教育費と住宅ローンのダブルパンチで「どうやりくりしても毎月赤字」の定年前
昨今の平均的な結婚・出産の年齢から考えて、幼稚園入園を控えた子を持つ夫婦といえば、30代後半~40代前半あたりになりそうです。
厚生労働省『令和4年賃金構造基本統計調査』で30代後半のサラリーマンの給与事情をみてみると、非役職者の推定年収は583万円。この年代で年収1,000万円となると、従業員1,000人以上の大企業勤務かつ役職者のエリート会社員ということになりそうです。
30~34歳:56万9,500円/901万6,300円
35~39歳:59万3,900円/1,044万9,500円
40~44歳:58万4,100円/994万4,900円
45~49歳:60万7,300円/1,023万4,500円
50~54歳:63万6,100円/1,086万7,900円
55~59歳:63万1,400円/1,074万2,300円
出所:厚生労働省『令和4年賃金構造基本統計調査』より算出
※数値左:月収(所定内給与)/右:推定年収
同年代の会社員に比べて年収の高いエリートサラリーマン世帯では、「学校外活動費」も大きくなりがちです。
実際、文部科学省『子供の学習費調査』で学校外活動費の支出状況を年収別にみてみると、子が「私立小学校」に通う年収1,000万~1,199万円の世帯では64万円、1,200万円以上の世帯では76万2,000円に上ります。「公立小学校」に通わせている世帯でもっともボリュームが多い年収600万~799万円の世帯ではこれが21万2,000円ですから、世帯年収が多いほど、教育に関する支出も増えるというのが事実といえそうです。

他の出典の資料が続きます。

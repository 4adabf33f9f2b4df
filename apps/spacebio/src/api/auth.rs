//! # Authentication Module
//!
//! Bearer session-token authentication for the account routes.
//!
//! ## Usage
//!
//! Sign in with `POST /auth/login` and send the returned token:
//! ```text
//! Authorization: Bearer <token>
//! ```
//!
//! Tokens are resolved through the identity service. A resolved token is
//! attached to the request as a [`SessionToken`] extension.

use super::{AppState, types::AuthResponse};
use axum::{
    Json,
    body::Body,
    extract::State,
    http::{HeaderMap, Request, StatusCode, header},
    middleware::Next,
    response::Response,
};
use spacebio_core::{AuthError, IdentityPlatform};

/// The caller's session token, set by [`require_session`].
#[derive(Debug, Clone)]
pub struct SessionToken(pub String);

/// Extract the token from `Authorization: Bearer <token>`.
///
/// Raw `<token>` values are accepted too. Blank tokens are not.
pub fn bearer_token(headers: &HeaderMap) -> Option<&str> {
    let value = headers.get(header::AUTHORIZATION)?.to_str().ok()?;
    let token = value.strip_prefix("Bearer ").unwrap_or(value).trim();
    (!token.is_empty() && token != "Bearer").then_some(token)
}

/// HTTP status for an identity failure.
pub(crate) fn auth_status(error: &AuthError) -> StatusCode {
    match error {
        AuthError::UserNotFound
        | AuthError::WrongPassword
        | AuthError::InvalidCredential
        | AuthError::NotAuthenticated => StatusCode::UNAUTHORIZED,
        AuthError::InvalidEmail | AuthError::WeakPassword => StatusCode::BAD_REQUEST,
        AuthError::UserDisabled | AuthError::OperationNotAllowed => StatusCode::FORBIDDEN,
        AuthError::EmailAlreadyInUse => StatusCode::CONFLICT,
        AuthError::TooManyRequests => StatusCode::TOO_MANY_REQUESTS,
        AuthError::DocumentNotFound => StatusCode::NOT_FOUND,
        AuthError::NetworkRequestFailed => StatusCode::SERVICE_UNAVAILABLE,
        AuthError::Internal(_) => StatusCode::INTERNAL_SERVER_ERROR,
    }
}

/// Status and body for an identity failure.
pub(crate) fn auth_failure(error: &AuthError) -> (StatusCode, Json<AuthResponse>) {
    (
        auth_status(error),
        Json(AuthResponse::failure(error.code(), error.user_message())),
    )
}

/// Session middleware for account routes.
///
/// Requests without a live session token are rejected with 401.
pub async fn require_session(
    State(state): State<AppState>,
    mut request: Request<Body>,
    next: Next,
) -> Result<Response, (StatusCode, Json<AuthResponse>)> {
    let Some(token) = bearer_token(request.headers()).map(str::to_string) else {
        tracing::warn!(
            event = "auth_failure",
            reason = "missing_authorization_header",
            "Missing Authorization header"
        );
        return Err(auth_failure(&AuthError::NotAuthenticated));
    };

    let resolved = state.identity.read().await.platform().current_user(&token);
    match resolved {
        Ok(account) => {
            tracing::debug!(uid = %account.uid, "Session resolved");
            request.extensions_mut().insert(SessionToken(token));
            Ok(next.run(request).await)
        }
        Err(e) => {
            tracing::warn!(
                event = "auth_failure",
                reason = e.code(),
                "Session token rejected"
            );
            Err(auth_failure(&e))
        }
    }
}

// =============================================================================
// TESTS
// =============================================================================

#[cfg(test)]
mod tests {
    use super::*;
    use axum::http::HeaderValue;

    fn headers(value: &str) -> HeaderMap {
        let mut headers = HeaderMap::new();
        if let Ok(v) = HeaderValue::from_str(value) {
            headers.insert(header::AUTHORIZATION, v);
        }
        headers
    }

    #[test]
    fn bearer_and_raw_tokens_are_accepted() {
        assert_eq!(bearer_token(&headers("Bearer abc")), Some("abc"));
        assert_eq!(bearer_token(&headers("abc")), Some("abc"));
    }

    #[test]
    fn blank_tokens_are_rejected() {
        assert_eq!(bearer_token(&headers("Bearer ")), None);
        assert_eq!(bearer_token(&headers("Bearer")), None);
        assert_eq!(bearer_token(&HeaderMap::new()), None);
    }

    #[test]
    fn wrong_password_is_unauthorized() {
        assert_eq!(auth_status(&AuthError::WrongPassword), StatusCode::UNAUTHORIZED);
        assert_eq!(auth_status(&AuthError::EmailAlreadyInUse), StatusCode::CONFLICT);
    }
}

しかし、「教育熱心」も度が過ぎれば老後の家計のリスクになることは明らか。
とくに、昨今のように晩婚化が進み、第一子の出産年齢が高年齢化している最中にあってはなおさらです。すべてのライフイベントが後ずれしていることから、定年前後でも住宅ローンが残っているケースも珍しくなく、本来なら老後を見据えて資産形成を加速させたい50代後半の時期に教育費とのダブルパンチで「どうやりくりしても毎月赤字」というのはよくみられるパターンです。
子どもに良い教育を受けさせることに専念するばかりに、自らの老後がリスクに曝されてしまっては本末転倒です。どれだけ収入の多くとも、地に足のついた教育プランを検討することが重要です。